Rio saw lower prices for its key commodities as supply improvements outpaced modest demand growth. The movements in commodity prices resulted in a US$1.5 billion decline in underlying EBITDA compared to 2022. Some of this weakness was offset by higher sales volumes across the portfolio, notably iron ore and copper.
"We are making clear progress as we shape Rio Tinto into a stronger and even more reliable company. By focusing on our four objectives, we are building a portfolio that is fit for the future - including our Oyu Tolgoi underground copper mine in Mongolia and the Simandou iron ore project in Guinea," said Chief Executive Jakob Stausholm.
2023 Full Year Results – Key numbers
- Revenue down 3% to US$54.0 billion, beat US$53.8 billion consensus
- Underlying EBITDA down 9% to US$23.89 billion, beat US$23.55 billion consensus
- Underlying earnings down 11.9% to US$11.9 billion, beat US$11.6 billion consensus
- Final dividend of US$4.35 per share
- Net debt of US$4.23 billion, above US$3.06 billion consensus
Earnings call highlights
Here are some of the key highlights from Rio Tinto's conference call, courtesy of Morgan Stanley.
- Cost pressures, notably labour, continue across Australia, Canada, and the US. However, cost pressures have started to moderate and the company expects more moderation in inflationary pressures going forward.
- Lithium M&A? Rio Tinto remains focused on the quality of the ore body and it has attractive options organically via Rincon (and maybe Jadar). Lithium prices are back to where they were before the “bubble” and the commodity has very attractive LT fundamentals, but this alone is not enough to underpin an increased M&A drive.
- Oyu Tolgoi infrastructure continues to progress in line with the company’s plans.
- Projects and resourcing. The company continues to favour partnerships to share risks and pool resources. Simandou and La Granja are examples of this approach.
- Pacific Aluminium's cost competitiveness is highly dependent on the extent to which the business has access to low-cost energy prices and this is contingent on the Australian government’s initiatives.
- Jadar progress. Rio Tinto CEO met with the Serbian president but more work needs to be done with the government (post-new government formation) to progress the project.
Brokers run the ruler
Citi: Rio Tinto's full-year result was largely in line with Citi estimates. Some of the weak points included a softer-than-expected EBITDA and higher-than-expected debt. The final dividend of US$4.35 per share was 7% ahead of Citi estimates. A BUY rating was retained with a $139.00 target price.
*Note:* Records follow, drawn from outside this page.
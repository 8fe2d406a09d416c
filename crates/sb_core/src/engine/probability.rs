//! Sampling and curve primitives
//!
//! Every stochastic function in the engine takes the generator as `&mut R`
//! so games can be replayed from a seed.

use rand::Rng;
use rand_distr::StandardNormal;

/// Gaussian sample with the given mean and standard deviation.
#[inline]
pub fn gaussian<R: Rng + ?Sized>(rng: &mut R, mean: f64, sd: f64) -> f64 {
    let z: f64 = rng.sample(StandardNormal);
    mean + sd * z
}

/// Uniform sample in `[0, 1)`.
#[inline]
pub fn uniform<R: Rng + ?Sized>(rng: &mut R) -> f64 {
    rng.gen::<f64>()
}

/// Uniform sample in `[lo, hi)`.
#[inline]
pub fn uniform_range<R: Rng + ?Sized>(rng: &mut R, lo: f64, hi: f64) -> f64 {
    lo + (hi - lo) * rng.gen::<f64>()
}

/// Bernoulli draw. `p` is clamped to `[0, 1]` first; NaN never succeeds.
#[inline]
pub fn chance<R: Rng + ?Sized>(rng: &mut R, p: f64) -> bool {
    rng.gen::<f64>() < clamp01(p)
}

/// Random sign, `-1.0` or `1.0`.
#[inline]
pub fn random_sign<R: Rng + ?Sized>(rng: &mut R) -> f64 {
    if rng.gen::<bool>() {
        1.0
    } else {
        -1.0
    }
}

#[inline]
pub fn clamp01(p: f64) -> f64 {
    if p.is_nan() {
        0.0
    } else {
        p.clamp(0.0, 1.0)
    }
}

#[inline]
pub fn lerp(a: f64, b: f64, t: f64) -> f64 {
    a + (b - a) * t
}

/// Quadratic ease-out: steep near 0, flat near 1.
#[inline]
pub fn ease_out(t: f64) -> f64 {
    let t = clamp01(t);
    1.0 - (1.0 - t) * (1.0 - t)
}

/// Logistic curve rising through `center` with width `scale`.
#[inline]
pub fn logistic(x: f64, center: f64, scale: f64) -> f64 {
    1.0 / (1.0 + (-(x - center) / scale).exp())
}

/// Skill `0..=10` normalised to `0..=1`.
#[inline]
pub fn normalize_skill(skill: f64) -> f64 {
    clamp01(skill / 10.0)
}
Macquarie: Rio reported in-line EBITDA and earnings and the final dividend was a 5% beat on consensus. The company's US$4.2 billion of net debt and US$10.5 billion of cash highlights "what a strong position Rio is in to maintain dividends, fund its growth program and potentially explore counter-cyclical M&A." The analysts view 2024 as an inflection year for Rio as it continues to deliver on its growth strategy and ramping up projects. Though, a NEUTRAL rating was retained with a $120.00 target price.
Goldman Sachs: "RIO continues to believe they are option rich and have the best exploration pipeline in years, perhaps decades. We believe RIO is focused on creating value for shareholders through early-stage exploration rather than large M&A." the analyst said. A BUY rating was retained with a $138.3 target price (down from $140.5). The Buy thesis is centered around Rio's compelling relative valuation to BHP and Fortescue, its attractive free cash flow and strong production growth in FY24-25.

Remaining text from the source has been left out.